B. In determining custody, the court shall give primary consideration to the best interests of the child. The court shall assure minor children of frequent and continuing contact with both parents, when appropriate, and encourage parents to share in the responsibilities of rearing their children. As between the parents, there shall be no presumption or inference of law in favor of either. The court shall give due regard to the primacy of the parent-child relationship but may upon a showing by clear and convincing evidence that the best interest of the child would be served thereby award custody or visitation to any other person with a legitimate interest. The court may award joint custody or sole custody.
C. The court may order that support be paid for any child of the parties. The court shall also order that support will continue to be paid for any child over the age of 18 who is (i) a full-time high school student, (ii) not self-supporting, and (iii) living in the home of the party seeking or receiving child support until such child reaches the age of 19 or graduates from high school, whichever first occurs. The court may also order the continuation of support for any child over the age of 18 who is (i) severely and permanently mentally or physically disabled, (ii) unable to live independently and support himself, and (iii) resides in the home of the parent seeking or receiving child support. In addition, the court may confirm a stipulation or agreement of the parties which extends a support obligation beyond when it would otherwise terminate as provided by law. The court shall have no authority to decree support of children payable by the estate of a deceased party. The court may make such further decree as it shall deem expedient concerning support of the minor children, including an order that any party provide health care coverage. [SupportSolver Note: Virginia Code § 16.1-278.15 provides parallel language applicable to Juvenile & Domestric Relations District Courts.]

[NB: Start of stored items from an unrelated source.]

#[cfg(test)]
mod tests {
    use super::*;
    use crate::core::market::{PricePoint, PriceSeries};
    use anyhow::{Result, anyhow};
    use async_trait::async_trait;
    use chrono::{Duration as ChronoDuration, TimeZone, Utc};
    use std::collections::HashMap;
    use std::sync::Mutex;
    use tokio::sync::Notify;

    fn asset(id: &str) -> Asset {
        Asset {
            id: id.to_string(),
            symbol: id.to_string(),
            name: id.to_uppercase(),
            image: String::new(),
            current_price: Some(1.0),
            market_cap: Some(1.0),
        }
    }

    fn series(prices: &[f64]) -> PriceSeries {
        let start = Utc.with_ymd_and_hms(2024, 1, 1, 0, 0, 0).unwrap();
        PriceSeries::new(
            prices
                .iter()
                .enumerate()
                .map(|(i, &price)| PricePoint {
                    timestamp: start + ChronoDuration::days(i as i64),
                    price,
                })
                .collect(),
        )
    }

    struct FixedRate(Result<f64, String>);

    #[async_trait]
    impl CurrencyRateProvider for FixedRate {
        async fn get_rate(&self, _from: &str, _to: &str) -> Result<f64> {
            self.0.clone().map_err(|e| anyhow!(e))
        }
    }

    /// History per asset id; ids listed in `held` wait for `release`.
    #[derive(Default)]
    struct HistoryMarket {
        histories: HashMap<String, Result<Vec<f64>, String>>,
        held: Vec<String>,
        release: Notify,
        requested: Mutex<Vec<String>>,
    }

    impl HistoryMarket {
        fn with(mut self, id: &str, history: Result<Vec<f64>, String>) -> Self {
            self.histories.insert(id.to_string(), history);
            self
        }

        fn hold(mut self, id: &str) -> Self {
            self.held.push(id.to_string());
            self
        }

        fn requested(&self) -> Vec<String> {
            self.requested.lock().unwrap().clone()
        }
    }

    #[async_trait]
    impl MarketDataProvider for HistoryMarket {
        async fn fetch_assets(&self, _vs_currency: &str) -> Result<Vec<Asset>> {
            Err(anyhow!("not used"))
        }

        async fn fetch_history(&self, asset_id: &str, _: &str, _: u32) -> Result<PriceSeries> {
            self.requested.lock().unwrap().push(asset_id.to_string());
            if self.held.iter().any(|id| id == asset_id) {
                self.release.notified().await;
            }
            match self.histories.get(asset_id) {
                Some(Ok(prices)) => Ok(series(prices)),
                Some(Err(e)) => Err(anyhow!(e.clone())),
                None => Err(anyhow!("unknown asset {asset_id}")),
            }
        }
    }

    fn settings() -> ForecastRequestSettings {
        ForecastRequestSettings {
            debounce: Duration::from_millis(2000),
            history_days: 365,
            source_currency: "usd".to_string(),
            display_currency: "krw".to_string(),
            fallback_rate: 1300.0,
        }
    }

    fn controller(market: Arc<HistoryMarket>, rate: Result<f64, String>) -> ForecastRequestController {
        ForecastRequestController::new(
            market,
            Arc::new(FixedRate(rate)),
            ForecastEngine::default(),
            settings(),
        )
    }

    fn linear(start: f64, len: usize) -> Vec<f64> {
        (0..len).map(|i| start + i as f64).collect()
    }

    async fn settled(rx: &mut watch::Receiver<ForecastState>) -> ForecastState {
        rx.wait_for(|s| {
            matches!(
                s.status,
                ForecastStatus::Ready | ForecastStatus::Errored(_) | ForecastStatus::Closed
            )
        })
        .await
        .unwrap()
        .clone()
    }

    #[tokio::test(start_paused = true)]
    async fn test_forecast_is_converted_with_request_rate() {
        let market = Arc::new(HistoryMarket::default().with("btc", Ok(linear(100.0, 10))));
        let controller = controller(Arc::clone(&market), Ok(1300.0));
        let mut rx = controller.subscribe();

        controller.select(asset("btc"));
        assert_eq!(controller.state().status, ForecastStatus::Selected);

        let state = settled(&mut rx).await;
        assert_eq!(state.status, ForecastStatus::Ready);
        assert_eq!(state.rate, Some(1300.0));
        assert_eq!(state.forecast.len(), 7);
        for (day, value) in state.forecast.iter().enumerate() {
            assert!(*value > 0.0);
            assert_eq!(value.fract(), 0.0);
            let expected = (110.0 + day as f64) * 1300.0;
            assert!((value - expected).abs() < 1300.0, "day {day}: {value}");
        }
    }

    #[tokio::test(start_paused = true)]
    async fn test_debounce_delays_history_fetch() {
        let market = Arc::new(HistoryMarket::default().with("btc", Ok(linear(1.0, 6))));
        let controller = controller(Arc::clone(&market), Ok(1.0));

        controller.select(asset("btc"));
        tokio::time::sleep(Duration::from_millis(1999)).await;
        assert!(market.requested().is_empty());

        tokio::time::sleep(Duration::from_millis(2)).await;
        assert_eq!(market.requested(), vec!["btc".to_string()]);
    }

    #[tokio::test(start_paused = true)]
    async fn test_reselect_during_debounce_abandons_first() {
        let market = Arc::new(
            HistoryMarket::default()
                .with("x", Ok(linear(10.0, 10)))
                .with("y", Ok(linear(500.0, 10))),
        );
        let controller = controller(Arc::clone(&market), Ok(1.0));
        let mut rx = controller.subscribe();

        controller.select(asset("x"));
        tokio::time::sleep(Duration::from_millis(500)).await;
        controller.select(asset("y"));

        let state = settled(&mut rx).await;
        assert_eq!(state.selected.as_ref().map(|a| a.id.as_str()), Some("y"));
        assert!(state.forecast.iter().all(|v| *v > 400.0));

        tokio::time::sleep(Duration::from_secs(10)).await;
        assert_eq!(market.requested(), vec!["y".to_string()]);
    }

    #[tokio::test(start_paused = true)]
    async fn test_in_flight_request_cannot_overwrite_newer_selection() {
        let market = Arc::new(
            HistoryMarket::default()
                .with("x", Ok(linear(10.0, 10)))
                .with("y", Ok(linear(500.0, 10)))
                .hold("x"),
        );
        let controller = controller(Arc::clone(&market), Ok(1.0));
        let mut rx = controller.subscribe();

        controller.select(asset("x"));
        tokio::time::sleep(Duration::from_millis(2100)).await;
        assert_eq!(market.requested(), vec!["x".to_string()]);

        controller.select(asset("y"));
        market.release.notify_waiters();

        let state = settled(&mut rx).await;
        assert_eq!(state.status, ForecastStatus::Ready);
        assert_eq!(state.selected.as_ref().map(|a| a.id.as_str()), Some("y"));
        assert!(state.forecast.iter().all(|v| *v > 400.0));
    }

    #[tokio::test(start_paused = true)]
    async fn test_close_suppresses_in_flight_result() {
        let market = Arc::new(
            HistoryMarket::default()
                .with("btc", Ok(linear(100.0, 10)))
                .hold("btc"),
        );
        let controller = controller(Arc::clone(&market), Ok(1300.0));

        controller.select(asset("btc"));
        tokio::time::sleep(Duration::from_millis(2100)).await;
        assert_eq!(controller.state().status, ForecastStatus::FetchingHistory);

        controller.close();
        market.release.notify_waiters();
        tokio::time::sleep(Duration::from_secs(5)).await;

        let state = controller.state();
        assert_eq!(state.status, ForecastStatus::Closed);
        assert!(state.selected.is_none());
        assert!(state.forecast.is_empty());
    }

    #[tokio::test(start_paused = true)]
    async fn test_history_failure_reports_error() {
        let market = Arc::new(
            HistoryMarket::default().with("btc", Err("HTTP error: 429 Too Many Requests".into())),
        );
        let controller = controller(Arc::clone(&market), Ok(1300.0));
        let mut rx = controller.subscribe();

        controller.select(asset("btc"));
        let state = settled(&mut rx).await;
        match state.status {
            ForecastStatus::Errored(message) => assert!(message.contains("429")),
            other => panic!("expected error, got {other:?}"),
        }
        assert!(state.forecast.is_empty());
        assert_eq!(state.selected.map(|a| a.id), Some("btc".to_string()));
    }

    #[tokio::test(start_paused = true)]
    async fn test_rate_failure_uses_fallback() {
        let market = Arc::new(HistoryMarket::default().with("btc", Ok(linear(100.0, 10))));
        let controller = controller(Arc::clone(&market), Err("rate service down".into()));
        let mut rx = controller.subscribe();

        controller.select(asset("btc"));
        let state = settled(&mut rx).await;
        assert_eq!(state.status, ForecastStatus::Ready);
        assert_eq!(state.rate, Some(1300.0));
        assert_eq!(state.forecast.len(), 7);
    }

    #[tokio::test(start_paused = true)]
    async fn test_short_history_yields_empty_forecast() {
        let market = Arc::new(HistoryMarket::default().with("new", Ok(vec![1.0, 2.0, 3.0])));
        let controller = controller(Arc::clone(&market), Ok(1.0));
        let mut rx = controller.subscribe();

        controller.select(asset("new"));
        let state = settled(&mut rx).await;
        assert_eq!(state.status, ForecastStatus::Ready);
        assert!(state.forecast.is_empty());
    }

    #[tokio::test(start_paused = true)]
    async fn test_new_selection_clears_previous_forecast() {
        let market = Arc::new(
            HistoryMarket::default()
                .with("x", Ok(linear(10.0, 10)))
                .with("y", Ok(linear(20.0, 10))),
        );
        let controller = controller(Arc::clone(&market), Ok(1.0));
        let mut rx = controller.subscribe();

        controller.select(asset("x"));
        assert_eq!(settled(&mut rx).await.forecast.len(), 7);

        controller.select(asset("y"));
        let state = controller.state();
        assert_eq!(state.status, ForecastStatus::Selected);
        assert!(state.forecast.is_empty());
        assert_eq!(state.selected.map(|a| a.id), Some("y".to_string()));
    }
}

D. In any case in which custody or visitation of minor children is at issue, whether in a circuit or district court, the court may order an independent mental health or psychological evaluation to assist the court in its determination of the best interests of the child. The court may enter such order as it deems appropriate for the payment of the costs of the evaluation by the parties.
E. The court shall have the continuing authority and jurisdiction to make any additional orders necessary to effectuate and enforce any order entered pursuant to this section or § 20-103 including the authority to punish as contempt of court any willful failure of a party to comply with the provisions of the order.